-------- Source data --------

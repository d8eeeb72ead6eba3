use crate::error::{ServiceError, ServiceResult};
use crate::validation::{validate_email, validate_password};
use cinetrack_config::{CredentialStore, StoredSession};
use cinetrack_models::UserProfile;
use cinetrack_sources::{AuthError, IdentityProvider, Session};
use std::sync::Arc;
use tracing::{debug, info, warn};

/// Front door to the identity provider.
///
/// Inputs are checked locally before any request goes out, and every
/// session change is written to the credential store so the next run
/// starts signed in.
pub struct AuthGateway {
    provider: Arc<dyn IdentityProvider>,
    credentials: CredentialStore,
    session: Option<Session>,
}

fn check_email(email: &str) -> ServiceResult<String> {
    let email = email.trim();
    if !validate_email(email) {
        return Err(ServiceError::Validation(format!("'{}' is not a valid email address", email)));
    }
    Ok(email.to_string())
}

fn check_password(password: &str) -> ServiceResult<()> {
    let check = validate_password(password);
    if !check.is_acceptable() {
        return Err(ServiceError::Validation(format!(
            "Password needs {}",
            check.missing().join(", ")
        )));
    }
    Ok(())
}

impl AuthGateway {
    /// `credentials` should already be loaded; a stored session is picked up as-is
    pub fn new(provider: Arc<dyn IdentityProvider>, credentials: CredentialStore) -> Self {
        let session = credentials.get_session().map(Session::from);
        if let Some(ref s) = session {
            debug!("Restored session for {}", s.email());
        }
        Self {
            provider,
            credentials,
            session,
        }
    }

    pub fn provider_name(&self) -> &str {
        self.provider.provider_name()
    }

    pub fn session(&self) -> Option<&Session> {
        self.session.as_ref()
    }

    pub fn current_user(&self) -> Option<&UserProfile> {
        self.session.as_ref().map(|s| &s.profile)
    }

    pub fn is_signed_in(&self) -> bool {
        self.session.is_some()
    }

    fn require_session(&self) -> ServiceResult<&Session> {
        self.session.as_ref().ok_or(ServiceError::NotSignedIn)
    }

    fn persist(&mut self, session: Session) -> ServiceResult<&Session> {
        self.credentials.set_session(&StoredSession::from(&session));
        self.credentials.save()?;
        let stored: &Session = self.session.insert(session);
        Ok(stored)
    }

    fn forget(&mut self) -> ServiceResult<()> {
        self.session = None;
        self.credentials.clear_session();
        self.credentials.save()?;
        Ok(())
    }

    /// Refresh the stored session when its id token has expired. A refresh
    /// the provider rejects signs the user out.
    pub async fn ensure_fresh(&mut self) -> ServiceResult<Option<&Session>> {
        let Some(session) = self.session.clone() else {
            return Ok(None);
        };
        if !StoredSession::from(&session).is_expired() {
            return Ok(self.session.as_ref());
        }

        debug!("Session for {} expired, refreshing", session.email());
        match self.provider.refresh_session(&session).await {
            Ok(refreshed) => Ok(Some(self.persist(refreshed)?)),
            Err(AuthError::SessionExpired) => {
                warn!("Stored session for {} can no longer be refreshed", session.email());
                self.forget()?;
                Err(AuthError::SessionExpired.into())
            }
            Err(e) => Err(e.into()),
        }
    }

    pub async fn sign_up(&mut self, email: &str, password: &str, display_name: Option<&str>) -> ServiceResult<&Session> {
        let email = check_email(email)?;
        check_password(password)?;
        let display_name = display_name.map(str::trim).filter(|n| !n.is_empty());

        let session = self.provider.sign_up(&email, password, display_name).await?;
        info!("Signed up {}", session.email());
        self.persist(session)
    }

    pub async fn sign_in(&mut self, email: &str, password: &str) -> ServiceResult<&Session> {
        let email = check_email(email)?;
        if password.is_empty() {
            return Err(ServiceError::Validation("Password cannot be empty".to_string()));
        }

        let session = self.provider.sign_in(&email, password).await?;
        info!("Signed in {}", session.email());
        self.persist(session)
    }

    /// Signing out while signed out is a no-op
    pub async fn sign_out(&mut self) -> ServiceResult<()> {
        if let Some(session) = self.session.as_ref() {
            if let Err(e) = self.provider.sign_out(session).await {
                warn!("Provider sign-out failed, clearing local session anyway: {}", e);
            }
            info!("Signed out {}", session.email());
        }
        self.forget()
    }

    pub async fn update_profile(&mut self, display_name: Option<&str>, photo_url: Option<&str>) -> ServiceResult<&Session> {
        let session = self.require_session()?.clone();
        let display_name = display_name.map(str::trim).filter(|n| !n.is_empty());
        let photo_url = photo_url.map(str::trim).filter(|p| !p.is_empty());
        if display_name.is_none() && photo_url.is_none() {
            return Err(ServiceError::Validation("Nothing to update".to_string()));
        }

        let updated = self.provider.update_profile(&session, display_name, photo_url).await?;
        info!("Updated profile of {}", updated.email());
        self.persist(updated)
    }

    pub async fn update_password(&mut self, new_password: &str) -> ServiceResult<&Session> {
        let session = self.require_session()?.clone();
        check_password(new_password)?;

        let updated = self.provider.update_password(&session, new_password).await?;
        self.persist(updated)
    }

    pub async fn delete_account(&mut self) -> ServiceResult<()> {
        let session = self.require_session()?.clone();
        self.provider.delete_account(&session).await?;
        info!("Deleted account {}", session.email());
        self.forget()
    }
}

#[cfg(test)]
mod tests {
    use super::*;
    use crate::testing::FakeIdentity;
    use chrono::{Duration, Utc};
    use std::sync::atomic::Ordering;
    use tempfile::TempDir;

    fn gateway(dir: &TempDir, provider: Arc<FakeIdentity>) -> AuthGateway {
        let mut credentials = CredentialStore::new(dir.path().join("credentials.toml"));
        credentials.load().unwrap();
        AuthGateway::new(provider, credentials)
    }

    #[tokio::test]
    async fn test_sign_up_persists_session() {
        let dir = TempDir::new().unwrap();
        let provider = Arc::new(FakeIdentity::default());

        let mut auth = gateway(&dir, provider.clone());
        let uid = auth
            .sign_up("ana@example.com", "Pipoca#2024", Some(" Ana "))
            .await
            .unwrap()
            .uid()
            .to_string();
        assert_eq!(auth.current_user().unwrap().display_name.as_deref(), Some("Ana"));

        let restored = gateway(&dir, provider);
        assert!(restored.is_signed_in());
        assert_eq!(restored.session().unwrap().uid(), uid);
    }

    #[tokio::test]
    async fn test_sign_up_validates_before_calling_provider() {
        let dir = TempDir::new().unwrap();
        let provider = Arc::new(FakeIdentity::default());
        let mut auth = gateway(&dir, provider.clone());

        let err = auth.sign_up("ana@example.com", "abc", None).await.unwrap_err();
        match err {
            ServiceError::Validation(message) => assert!(message.contains("uppercase")),
            other => panic!("unexpected {:?}", other),
        }
        assert!(matches!(
            auth.sign_up("not-an-email", "Pipoca#2024", None).await,
            Err(ServiceError::Validation(_))
        ));
        assert!(provider.accounts.lock().unwrap().is_empty());
    }

    #[tokio::test]
    async fn test_sign_in_and_out() {
        let dir = TempDir::new().unwrap();
        let provider = Arc::new(FakeIdentity::default());
        let mut auth = gateway(&dir, provider.clone());
        auth.sign_up("bia@example.com", "Pipoca#2024", None).await.unwrap();
        auth.sign_out().await.unwrap();
        assert!(!auth.is_signed_in());

        assert!(matches!(
            auth.sign_in("bia@example.com", "wrong").await,
            Err(ServiceError::Auth(AuthError::InvalidCredentials))
        ));
        auth.sign_in("bia@example.com", "Pipoca#2024").await.unwrap();
        assert!(auth.is_signed_in());

        auth.sign_out().await.unwrap();
        auth.sign_out().await.unwrap();
        assert!(!gateway(&dir, provider).is_signed_in());
    }

    #[tokio::test]
    async fn test_profile_and_password_need_session() {
        let dir = TempDir::new().unwrap();
        let mut auth = gateway(&dir, Arc::new(FakeIdentity::default()));
        assert!(matches!(auth.update_profile(Some("X"), None).await, Err(ServiceError::NotSignedIn)));
        assert!(matches!(auth.update_password("Pipoca#2024").await, Err(ServiceError::NotSignedIn)));
        assert!(matches!(auth.delete_account().await, Err(ServiceError::NotSignedIn)));
    }

    #[tokio::test]
    async fn test_update_profile_and_delete_account() {
        let dir = TempDir::new().unwrap();
        let provider = Arc::new(FakeIdentity::default());
        let mut auth = gateway(&dir, provider.clone());
        auth.sign_up("caio@example.com", "Pipoca#2024", None).await.unwrap();

        let photo = auth
            .update_profile(None, Some("https://img.example.com/caio.png"))
            .await
            .unwrap()
            .profile
            .photo_url
            .clone();
        assert_eq!(photo.as_deref(), Some("https://img.example.com/caio.png"));
        assert!(matches!(auth.update_password("fraca").await, Err(ServiceError::Validation(_))));

        auth.delete_account().await.unwrap();
        assert!(!auth.is_signed_in());
        assert!(provider.accounts.lock().unwrap().is_empty());
    }

    #[tokio::test]
    async fn test_expired_session_is_refreshed() {
        let dir = TempDir::new().unwrap();
        let provider = Arc::new(FakeIdentity::default());
        let mut auth = gateway(&dir, provider.clone());
        auth.sign_up("duda@example.com", "Pipoca#2024", None).await.unwrap();

        let mut stale = auth.session().unwrap().clone();
        stale.expires_at = Some(Utc::now() - Duration::minutes(5));
        auth.persist(stale).unwrap();

        let token = auth.ensure_fresh().await.unwrap().unwrap().id_token.clone();
        assert_eq!(token, "token-2");
        assert_eq!(provider.refreshes.load(Ordering::SeqCst), 1);

        // fresh sessions are left alone
        auth.ensure_fresh().await.unwrap();
        assert_eq!(provider.refreshes.load(Ordering::SeqCst), 1);
    }

    #[tokio::test]
    async fn test_rejected_refresh_signs_out() {
        let dir = TempDir::new().unwrap();
        let provider = Arc::new(FakeIdentity {
            reject_refresh: true,
            ..FakeIdentity::default()
        });
        let mut auth = gateway(&dir, provider.clone());
        auth.sign_up("eva@example.com", "Pipoca#2024", None).await.unwrap();
        let mut stale = auth.session().unwrap().clone();
        stale.expires_at = Some(Utc::now() - Duration::minutes(1));
        auth.persist(stale).unwrap();

        assert!(matches!(
            auth.ensure_fresh().await,
            Err(ServiceError::Auth(AuthError::SessionExpired))
        ));
        assert!(!gateway(&dir, provider).is_signed_in());
    }
}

--------

• [Your objective]:
Find every line in the records that uses the string "UserProfile", then copy it.

• [Response area]:
use cinetrack_models::UserProfile;
    pub fn current_user(&self) -> Option<&UserProfile> {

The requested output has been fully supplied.